Look for the word "trim" in the entries and copy every line where it shows up.

┌──

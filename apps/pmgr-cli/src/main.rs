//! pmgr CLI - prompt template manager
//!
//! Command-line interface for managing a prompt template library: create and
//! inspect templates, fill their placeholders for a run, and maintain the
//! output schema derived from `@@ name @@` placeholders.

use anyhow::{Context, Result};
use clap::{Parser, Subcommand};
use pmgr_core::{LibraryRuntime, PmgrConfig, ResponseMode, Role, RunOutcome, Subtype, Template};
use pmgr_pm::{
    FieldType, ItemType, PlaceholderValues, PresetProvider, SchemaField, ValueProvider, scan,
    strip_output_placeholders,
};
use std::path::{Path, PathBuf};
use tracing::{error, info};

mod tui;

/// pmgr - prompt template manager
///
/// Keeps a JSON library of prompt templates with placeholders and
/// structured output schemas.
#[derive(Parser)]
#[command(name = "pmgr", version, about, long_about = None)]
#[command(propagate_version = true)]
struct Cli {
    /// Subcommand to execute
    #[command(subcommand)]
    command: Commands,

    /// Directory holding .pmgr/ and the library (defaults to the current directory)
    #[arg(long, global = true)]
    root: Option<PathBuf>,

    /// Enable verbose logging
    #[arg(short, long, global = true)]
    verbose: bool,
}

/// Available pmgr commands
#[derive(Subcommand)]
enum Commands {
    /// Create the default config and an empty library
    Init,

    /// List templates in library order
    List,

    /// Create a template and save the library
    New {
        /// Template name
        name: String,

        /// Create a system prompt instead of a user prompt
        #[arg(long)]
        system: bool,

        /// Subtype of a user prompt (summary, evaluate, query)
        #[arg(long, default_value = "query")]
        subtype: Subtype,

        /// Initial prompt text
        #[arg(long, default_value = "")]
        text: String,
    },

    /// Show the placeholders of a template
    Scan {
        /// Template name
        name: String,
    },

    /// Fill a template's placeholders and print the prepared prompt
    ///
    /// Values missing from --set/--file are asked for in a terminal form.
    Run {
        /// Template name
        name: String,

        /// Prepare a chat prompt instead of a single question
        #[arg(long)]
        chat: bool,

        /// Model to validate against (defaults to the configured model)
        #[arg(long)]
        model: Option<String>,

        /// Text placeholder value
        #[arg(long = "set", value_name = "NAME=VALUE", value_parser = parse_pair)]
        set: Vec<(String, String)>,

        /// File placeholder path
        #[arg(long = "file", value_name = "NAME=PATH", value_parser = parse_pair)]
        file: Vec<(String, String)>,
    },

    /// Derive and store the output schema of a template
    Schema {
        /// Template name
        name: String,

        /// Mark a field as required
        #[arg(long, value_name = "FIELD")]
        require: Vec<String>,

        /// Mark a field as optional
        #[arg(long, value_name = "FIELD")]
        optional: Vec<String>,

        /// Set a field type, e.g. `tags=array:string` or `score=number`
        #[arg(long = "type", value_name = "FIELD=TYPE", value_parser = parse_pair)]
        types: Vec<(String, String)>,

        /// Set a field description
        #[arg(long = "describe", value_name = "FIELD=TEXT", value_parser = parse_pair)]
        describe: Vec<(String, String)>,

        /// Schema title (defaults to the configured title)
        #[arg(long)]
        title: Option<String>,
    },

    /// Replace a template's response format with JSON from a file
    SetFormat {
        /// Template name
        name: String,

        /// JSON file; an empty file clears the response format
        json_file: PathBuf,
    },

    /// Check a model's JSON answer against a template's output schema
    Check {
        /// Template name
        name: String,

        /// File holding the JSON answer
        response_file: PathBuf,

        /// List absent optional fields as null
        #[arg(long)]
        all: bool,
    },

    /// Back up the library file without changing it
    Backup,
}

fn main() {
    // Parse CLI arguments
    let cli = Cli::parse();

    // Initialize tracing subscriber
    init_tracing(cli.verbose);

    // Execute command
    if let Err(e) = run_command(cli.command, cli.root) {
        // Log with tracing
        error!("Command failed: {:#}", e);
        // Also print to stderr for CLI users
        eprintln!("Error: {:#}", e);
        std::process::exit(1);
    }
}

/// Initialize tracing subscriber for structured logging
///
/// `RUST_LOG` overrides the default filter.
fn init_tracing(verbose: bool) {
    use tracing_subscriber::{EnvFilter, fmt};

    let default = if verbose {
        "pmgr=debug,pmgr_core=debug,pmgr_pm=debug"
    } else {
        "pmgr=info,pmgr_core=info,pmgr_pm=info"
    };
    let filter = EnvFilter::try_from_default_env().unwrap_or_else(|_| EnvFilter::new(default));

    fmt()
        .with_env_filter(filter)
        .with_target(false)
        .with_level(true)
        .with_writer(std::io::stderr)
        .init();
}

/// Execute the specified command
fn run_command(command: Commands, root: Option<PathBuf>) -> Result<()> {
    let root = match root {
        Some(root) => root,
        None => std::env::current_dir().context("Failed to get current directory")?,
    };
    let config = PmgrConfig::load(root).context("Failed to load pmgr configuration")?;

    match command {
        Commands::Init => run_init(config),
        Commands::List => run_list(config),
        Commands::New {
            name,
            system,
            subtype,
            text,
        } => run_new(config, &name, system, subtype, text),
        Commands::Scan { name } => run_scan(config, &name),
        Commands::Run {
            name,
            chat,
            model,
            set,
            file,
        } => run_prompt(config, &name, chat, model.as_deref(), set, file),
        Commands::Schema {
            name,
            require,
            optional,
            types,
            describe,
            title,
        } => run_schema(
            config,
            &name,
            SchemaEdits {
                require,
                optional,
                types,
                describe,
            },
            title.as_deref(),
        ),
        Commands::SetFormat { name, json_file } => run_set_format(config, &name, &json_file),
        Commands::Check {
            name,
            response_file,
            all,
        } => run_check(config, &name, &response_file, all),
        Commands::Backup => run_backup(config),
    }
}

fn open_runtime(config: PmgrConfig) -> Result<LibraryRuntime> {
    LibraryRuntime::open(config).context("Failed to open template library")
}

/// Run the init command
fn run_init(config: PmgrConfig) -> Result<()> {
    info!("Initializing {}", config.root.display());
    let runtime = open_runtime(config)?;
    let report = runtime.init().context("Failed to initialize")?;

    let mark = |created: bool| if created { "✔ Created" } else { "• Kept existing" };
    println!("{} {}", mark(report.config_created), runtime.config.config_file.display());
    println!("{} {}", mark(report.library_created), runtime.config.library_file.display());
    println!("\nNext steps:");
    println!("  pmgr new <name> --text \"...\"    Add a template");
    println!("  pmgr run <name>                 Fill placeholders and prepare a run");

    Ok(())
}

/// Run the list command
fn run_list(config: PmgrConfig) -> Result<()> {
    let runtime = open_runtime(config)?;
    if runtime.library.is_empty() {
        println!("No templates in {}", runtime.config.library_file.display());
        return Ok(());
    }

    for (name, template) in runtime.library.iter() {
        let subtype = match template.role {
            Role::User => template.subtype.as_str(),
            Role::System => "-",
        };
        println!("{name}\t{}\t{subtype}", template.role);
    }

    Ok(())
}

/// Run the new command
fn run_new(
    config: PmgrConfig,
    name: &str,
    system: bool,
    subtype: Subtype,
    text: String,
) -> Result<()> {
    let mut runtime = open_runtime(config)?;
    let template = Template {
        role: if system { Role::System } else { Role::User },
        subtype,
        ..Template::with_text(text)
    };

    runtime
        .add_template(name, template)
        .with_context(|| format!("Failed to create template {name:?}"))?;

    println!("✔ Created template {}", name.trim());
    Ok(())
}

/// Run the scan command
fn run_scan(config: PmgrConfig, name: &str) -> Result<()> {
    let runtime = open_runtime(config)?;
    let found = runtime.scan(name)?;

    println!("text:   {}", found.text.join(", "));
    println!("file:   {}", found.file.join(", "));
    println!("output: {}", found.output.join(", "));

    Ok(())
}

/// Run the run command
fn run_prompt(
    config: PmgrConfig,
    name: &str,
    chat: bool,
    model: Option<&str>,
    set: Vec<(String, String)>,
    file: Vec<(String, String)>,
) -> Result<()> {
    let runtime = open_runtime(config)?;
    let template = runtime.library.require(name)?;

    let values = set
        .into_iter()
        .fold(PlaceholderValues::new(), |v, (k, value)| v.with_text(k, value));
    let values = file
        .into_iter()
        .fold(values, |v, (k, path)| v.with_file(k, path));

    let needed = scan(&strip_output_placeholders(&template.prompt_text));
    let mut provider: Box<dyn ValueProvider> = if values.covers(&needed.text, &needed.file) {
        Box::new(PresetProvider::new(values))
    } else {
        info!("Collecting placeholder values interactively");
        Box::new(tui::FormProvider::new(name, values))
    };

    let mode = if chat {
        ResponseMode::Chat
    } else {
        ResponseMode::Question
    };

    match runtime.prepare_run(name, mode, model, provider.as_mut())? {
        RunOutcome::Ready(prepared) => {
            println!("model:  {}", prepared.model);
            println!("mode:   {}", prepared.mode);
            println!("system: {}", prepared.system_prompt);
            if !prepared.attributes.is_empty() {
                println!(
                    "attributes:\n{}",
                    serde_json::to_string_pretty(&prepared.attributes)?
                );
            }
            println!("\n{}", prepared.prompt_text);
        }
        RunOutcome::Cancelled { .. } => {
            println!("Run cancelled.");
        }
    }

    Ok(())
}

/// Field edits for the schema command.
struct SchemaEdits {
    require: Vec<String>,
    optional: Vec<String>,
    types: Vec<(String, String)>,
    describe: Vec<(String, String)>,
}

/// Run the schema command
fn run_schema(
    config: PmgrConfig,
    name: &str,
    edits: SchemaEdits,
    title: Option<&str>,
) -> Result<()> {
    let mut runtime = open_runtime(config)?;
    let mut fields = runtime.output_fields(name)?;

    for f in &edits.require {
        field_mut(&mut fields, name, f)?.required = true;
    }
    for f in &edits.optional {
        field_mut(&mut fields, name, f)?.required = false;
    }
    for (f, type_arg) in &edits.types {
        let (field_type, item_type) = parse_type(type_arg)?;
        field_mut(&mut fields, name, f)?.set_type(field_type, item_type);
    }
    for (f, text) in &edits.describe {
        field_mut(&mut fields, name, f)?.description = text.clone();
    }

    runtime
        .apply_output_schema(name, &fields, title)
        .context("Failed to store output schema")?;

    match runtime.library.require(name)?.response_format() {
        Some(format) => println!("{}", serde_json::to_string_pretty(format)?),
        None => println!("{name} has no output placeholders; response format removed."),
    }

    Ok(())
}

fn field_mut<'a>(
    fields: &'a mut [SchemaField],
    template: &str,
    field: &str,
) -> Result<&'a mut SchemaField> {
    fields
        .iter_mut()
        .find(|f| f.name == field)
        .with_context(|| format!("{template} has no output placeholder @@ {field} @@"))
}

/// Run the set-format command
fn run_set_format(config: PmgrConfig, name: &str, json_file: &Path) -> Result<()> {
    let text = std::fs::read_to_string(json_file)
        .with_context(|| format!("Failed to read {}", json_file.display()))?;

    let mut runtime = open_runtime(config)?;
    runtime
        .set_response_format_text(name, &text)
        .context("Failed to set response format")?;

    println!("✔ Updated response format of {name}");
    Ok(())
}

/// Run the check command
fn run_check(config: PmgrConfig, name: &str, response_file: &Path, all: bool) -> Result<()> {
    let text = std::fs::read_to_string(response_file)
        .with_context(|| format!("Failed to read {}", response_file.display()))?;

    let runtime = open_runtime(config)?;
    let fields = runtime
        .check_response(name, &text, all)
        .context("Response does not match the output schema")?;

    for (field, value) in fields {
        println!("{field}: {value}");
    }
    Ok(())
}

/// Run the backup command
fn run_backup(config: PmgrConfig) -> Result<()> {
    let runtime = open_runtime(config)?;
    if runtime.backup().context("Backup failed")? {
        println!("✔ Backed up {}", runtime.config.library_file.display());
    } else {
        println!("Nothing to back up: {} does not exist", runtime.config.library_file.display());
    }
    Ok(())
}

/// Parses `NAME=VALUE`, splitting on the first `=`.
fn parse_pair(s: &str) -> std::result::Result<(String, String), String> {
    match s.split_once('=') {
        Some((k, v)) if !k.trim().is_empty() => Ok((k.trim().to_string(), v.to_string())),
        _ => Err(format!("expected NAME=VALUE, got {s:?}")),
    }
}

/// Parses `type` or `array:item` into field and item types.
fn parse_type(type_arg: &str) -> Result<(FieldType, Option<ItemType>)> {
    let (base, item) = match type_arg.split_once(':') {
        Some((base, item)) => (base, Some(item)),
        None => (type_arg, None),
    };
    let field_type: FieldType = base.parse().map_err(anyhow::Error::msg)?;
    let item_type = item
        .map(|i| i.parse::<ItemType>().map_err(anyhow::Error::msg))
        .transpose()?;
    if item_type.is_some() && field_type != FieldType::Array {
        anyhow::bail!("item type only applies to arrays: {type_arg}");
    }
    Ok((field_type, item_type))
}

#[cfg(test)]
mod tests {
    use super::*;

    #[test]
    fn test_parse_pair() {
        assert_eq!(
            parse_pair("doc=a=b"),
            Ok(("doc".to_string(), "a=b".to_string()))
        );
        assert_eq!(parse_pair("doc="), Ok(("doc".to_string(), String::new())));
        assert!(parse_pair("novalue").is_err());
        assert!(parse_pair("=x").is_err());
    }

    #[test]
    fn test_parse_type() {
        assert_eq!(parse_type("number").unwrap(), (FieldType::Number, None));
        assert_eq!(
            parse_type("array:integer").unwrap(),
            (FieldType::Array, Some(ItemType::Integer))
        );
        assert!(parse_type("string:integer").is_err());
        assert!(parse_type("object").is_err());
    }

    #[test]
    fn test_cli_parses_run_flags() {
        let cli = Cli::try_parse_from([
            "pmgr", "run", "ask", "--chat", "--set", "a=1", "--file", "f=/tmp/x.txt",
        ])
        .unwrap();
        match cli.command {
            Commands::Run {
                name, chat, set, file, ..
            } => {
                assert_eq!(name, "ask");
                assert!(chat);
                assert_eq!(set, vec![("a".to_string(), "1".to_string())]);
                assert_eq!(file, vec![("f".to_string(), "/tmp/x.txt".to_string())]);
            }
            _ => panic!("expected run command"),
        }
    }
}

└──

### Solution to this problem
    println!("✔ Created template {}", name.trim());
        Some((k, v)) if !k.trim().is_empty() => Ok((k.trim().to_string(), v.to_string())),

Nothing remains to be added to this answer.